Novamente, podemos dividir a solução em seus componentes. Para começar, o salário-mínimo federal deve ser aumentado para US$ 15 e referenciado ao índice de preços ao consumidor. Indo além, os EUA deveriam estabelecer um direito federal à restauração dos meios de subsistência. Tal política significa que cada trabalhador deslocado por um desenvolvimento econômico ou de mercado que tenha sido apoiado por políticas públicas deve ter garantida a restauração dos meios de subsistência de sua família.
O apoio assumiria a forma de requalificação totalmente subsidiada, fundos de aposentadoria (caso a requalificação não seja viável), renda para repor os salários perdidos durante o treinamento, assistência médica no período de transição, custos de mudança (se necessário) e serviços sociais para preservar a vida familiar. Essas políticas são padrão na Escandinávia, Alemanha e Japão, com variações entre os países. O programa seria financiado por meio de impostos sobre produtos e tecnologias recém-lançados.

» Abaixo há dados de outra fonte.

use crate::paths;
use anyhow::{Context, Result, bail};
use launchkit::{RetryConfig, Settings};
use serde::{Deserialize, Serialize};
use snapshot::AdaptiveInterval;
use std::path::Path;
use std::time::Duration;

// ============================================================================
// Main Config Schema
// ============================================================================

/// The lanyard configuration file (`config.toml`)
#[derive(Debug, Clone, PartialEq, Serialize, Deserialize, Default)]
pub struct LanyardConfig {
    #[serde(default)]
    pub retry: RetrySection,

    #[serde(default)]
    pub commands: CommandsSection,

    #[serde(default)]
    pub offline: OfflineSection,

    #[serde(default)]
    pub refresh: RefreshSection,

    #[serde(default)]
    pub cache: CacheSection,

    #[serde(default)]
    pub classifier: ClassifierSection,

    #[serde(default)]
    pub discovery: DiscoverySection,
}

impl LanyardConfig {
    /// Load from the resolved config path. A missing file yields defaults.
    pub fn load() -> Result<Self> {
        Self::load_from(&paths::config_file()?)
    }

    pub fn load_from(path: &Path) -> Result<Self> {
        if !path.exists() {
            log::debug!("No config at {}, using defaults", path.display());
            return Ok(Self::default());
        }

        let content = std::fs::read_to_string(path)
            .with_context(|| format!("Could not read config file: {}", path.display()))?;
        Self::parse(&content)
            .with_context(|| format!("Invalid config file: {}", path.display()))
    }

    pub fn parse(content: &str) -> Result<Self> {
        let config: Self = toml::from_str(content).context("Invalid TOML format in lanyard config")?;
        config.validate()?;
        Ok(config)
    }

    pub fn validate(&self) -> Result<()> {
        if self.retry.backoff_factor < 1.0 {
            bail!("retry.backoff_factor must be at least 1.0");
        }
        if self.commands.timeout_secs == 0 {
            bail!("commands.timeout_secs must be greater than zero");
        }
        if self.offline.failure_threshold == 0 {
            bail!("offline.failure_threshold must be greater than zero");
        }
        if self.cache.capacity == 0 {
            bail!("cache.capacity must be greater than zero");
        }
        Ok(())
    }

    /// Library settings derived from this config.
    pub fn settings(&self) -> Settings {
        Settings {
            retry: RetryConfig {
                max_retries: self.retry.max_retries,
                base_delay: Duration::from_millis(self.retry.initial_delay_ms),
                backoff_factor: self.retry.backoff_factor,
                max_delay: Duration::from_millis(self.retry.max_delay_ms),
            },
            command_timeout: Duration::from_secs(self.commands.timeout_secs),
            extra_immutable: self.classifier.extra_immutable.clone(),
            extra_plist_dirs: paths::expand_all(&self.discovery.extra_plist_dirs),
        }
    }

    pub fn refresh_interval(&self) -> AdaptiveInterval {
        AdaptiveInterval {
            active: Duration::from_secs(self.refresh.active_interval_secs),
            idle: Duration::from_secs(self.refresh.idle_interval_secs),
            idle_after: Duration::from_secs(self.refresh.idle_after_secs),
        }
    }

    pub fn reconnect_interval(&self) -> Duration {
        Duration::from_secs(self.offline.reconnect_interval_secs)
    }

    pub fn to_toml(&self) -> Result<String> {
        toml::to_string_pretty(self).context("Failed to serialize config")
    }
}

// ============================================================================
// Sections
// ============================================================================

#[derive(Debug, Clone, PartialEq, Serialize, Deserialize)]
#[serde(default)]
pub struct RetrySection {
    pub max_retries: u32,
    pub initial_delay_ms: u64,
    pub backoff_factor: f64,
    pub max_delay_ms: u64,
}

impl Default for RetrySection {
    fn default() -> Self {
        Self {
            max_retries: 3,
            initial_delay_ms: 1000,
            backoff_factor: 2.0,
            max_delay_ms: 10_000,
        }
    }
}

#[derive(Debug, Clone, PartialEq, Eq, Serialize, Deserialize)]
#[serde(default)]
pub struct CommandsSection {
    /// Per-invocation timeout
    pub timeout_secs: u64,
}

impl Default for CommandsSection {
    fn default() -> Self {
        Self { timeout_secs: 30 }
    }
}

#[derive(Debug, Clone, PartialEq, Eq, Serialize, Deserialize)]
#[serde(default)]
pub struct OfflineSection {
    /// Consecutive discovery failures before going offline
    pub failure_threshold: u32,
    pub reconnect_interval_secs: u64,
}

impl Default for OfflineSection {
    fn default() -> Self {
        Self {
            failure_threshold: snapshot::DEFAULT_FAILURE_THRESHOLD,
            reconnect_interval_secs: snapshot::DEFAULT_RECONNECT_INTERVAL.as_secs(),
        }
    }
}

#[derive(Debug, Clone, PartialEq, Eq, Serialize, Deserialize)]
#[serde(default)]
pub struct RefreshSection {
    pub enabled: bool,
    pub active_interval_secs: u64,
    pub idle_interval_secs: u64,
    pub idle_after_secs: u64,
}

impl Default for RefreshSection {
    fn default() -> Self {
        let interval = AdaptiveInterval::default();
        Self {
            enabled: true,
            active_interval_secs: interval.active.as_secs(),
            idle_interval_secs: interval.idle.as_secs(),
            idle_after_secs: interval.idle_after.as_secs(),
        }
    }
}

#[derive(Debug, Clone, PartialEq, Eq, Serialize, Deserialize)]
#[serde(default)]
pub struct CacheSection {
    /// Detail entries kept before the least recently inserted is evicted
    pub capacity: usize,
}

impl Default for CacheSection {
    fn default() -> Self {
        Self {
            capacity: snapshot::DEFAULT_CAPACITY,
        }
    }
}

#[derive(Debug, Clone, PartialEq, Eq, Serialize, Deserialize, Default)]
#[serde(default)]
pub struct ClassifierSection {
    /// Labels added to the immutable allowlist (`prefix*` allowed)
    pub extra_immutable: Vec<String>,
}

#[derive(Debug, Clone, PartialEq, Eq, Serialize, Deserialize, Default)]
#[serde(default)]
pub struct DiscoverySection {
    /// Additional plist directories (`~` and `$VAR` expanded)
    pub extra_plist_dirs: Vec<String>,
}

// ============================================================================
// Tests
// ============================================================================
//! Scripted command runner for tests.

use crate::backend::{CommandOutput, CommandRunner, CommandSpec};
use crate::error::{Error, Result};
use async_trait::async_trait;
use std::collections::VecDeque;
use std::sync::Mutex;

/// One scripted response.
#[derive(Debug, Clone)]
pub enum Reply {
    Output(CommandOutput),
    Timeout,
    NotFound,
}

impl Reply {
    pub fn ok(stdout: &str) -> Self {
        Reply::Output(CommandOutput {
            stdout: stdout.to_string(),
            ..Default::default()
        })
    }

    pub fn fail(exit_code: i32, stderr: &str) -> Self {
        Reply::Output(CommandOutput {
            stderr: stderr.to_string(),
            exit_code,
            ..Default::default()
        })
    }
}

struct Rule {
    prefix: String,
    replies: VecDeque<Reply>,
}

/// Replays scripted replies and records every invocation.
///
/// Replies are chosen by the longest rule prefix matching the command line.
/// The last reply of a rule repeats. Unscripted commands report not-found.
#[derive(Default)]
pub struct ScriptedRunner {
    rules: Mutex<Vec<Rule>>,
    calls: Mutex<Vec<CommandSpec>>,
}

impl ScriptedRunner {
    pub fn new() -> Self {
        Self::default()
    }

    pub fn on<I: IntoIterator<Item = Reply>>(&self, prefix: &str, replies: I) {
        self.rules.lock().unwrap().push(Rule {
            prefix: prefix.to_string(),
            replies: replies.into_iter().collect(),
        });
    }

    pub fn calls(&self) -> Vec<CommandSpec> {
        self.calls.lock().unwrap().clone()
    }

    /// Command lines of every invocation, in order.
    pub fn command_lines(&self) -> Vec<String> {
        self.calls().iter().map(CommandSpec::display).collect()
    }

    fn next_reply(&self, line: &str) -> Option<Reply> {
        let mut rules = self.rules.lock().unwrap();
        let rule = rules
            .iter_mut()
            .filter(|r| line.starts_with(&r.prefix))
            .max_by_key(|r| r.prefix.len())?;
        if rule.replies.len() > 1 {
            rule.replies.pop_front()
        } else {
            rule.replies.front().cloned()
        }
    }
}

#[async_trait]
impl CommandRunner for ScriptedRunner {
    async fn run(&self, spec: &CommandSpec) -> Result<CommandOutput> {
        self.calls.lock().unwrap().push(spec.clone());
        match self.next_reply(&spec.display()) {
            Some(Reply::Output(output)) => Ok(output),
            Some(Reply::Timeout) => Err(Error::Timeout {
                command: spec.display(),
                timeout: spec.timeout,
            }),
            Some(Reply::NotFound) | None => Err(Error::CommandNotFound(spec.program.clone())),
        }
    }
}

Os EUA também deveriam introduzir um subsídio para promover a invenção de produtos e serviços baseados em IA fáceis de operar e manter, criando assim empregos em tecnologia mais avançada que não exigem diploma universitário. Programas gratuitos de treinamento e desenvolvimento de habilidades também possibilitariam expandir a gama de bons empregos disponíveis para trabalhadores sem diploma universitário. Isso requer mais investimentos em escolas técnicas, faculdades comunitárias e programas de aprendizagem. A cooperação entre trabalhadores e gestores é essencial. Dadas as complexidades das tecnologias atuais e previstas, a colaboração seria mais construtiva e levaria a uma maior produtividade. Com uma política de restauração dos meios de subsistência financiada por impostos, as empresas teriam maior liberdade para ajustar sua tecnologia e força de trabalho, e essa flexibilidade econômica, em última análise, beneficiaria empregadores e trabalhadores.
A ilegalidade cada vez mais descarada de Trump destaca a urgência do desafio que os americanos enfrentam, à medida que a oligarquia consolida seu domínio sobre os EUA. Se queremos uma sociedade democrática justa, precisamos confrontar o poder privado e os lucros monopolistas que o alimentam. É verdade que muita coisa terá que mudar para levar ao poder uma coalizão que restaure a democracia. Mas tal mudança está se tornando inevitável porque o governo Trump não melhorará a vida dos trabalhadores que o levaram ao poder.
Mordecai Kurz, Professor Emérito de Economia na Universidade Stanford, é autor de The Market Power of Technology: Understanding the Second Gilded Age (Columbia University Press, 2023) e do próximo lançamento, Private Power and Democracy’s Decline: How to Make Capitalism Support Democracy (MIT Press, 2026).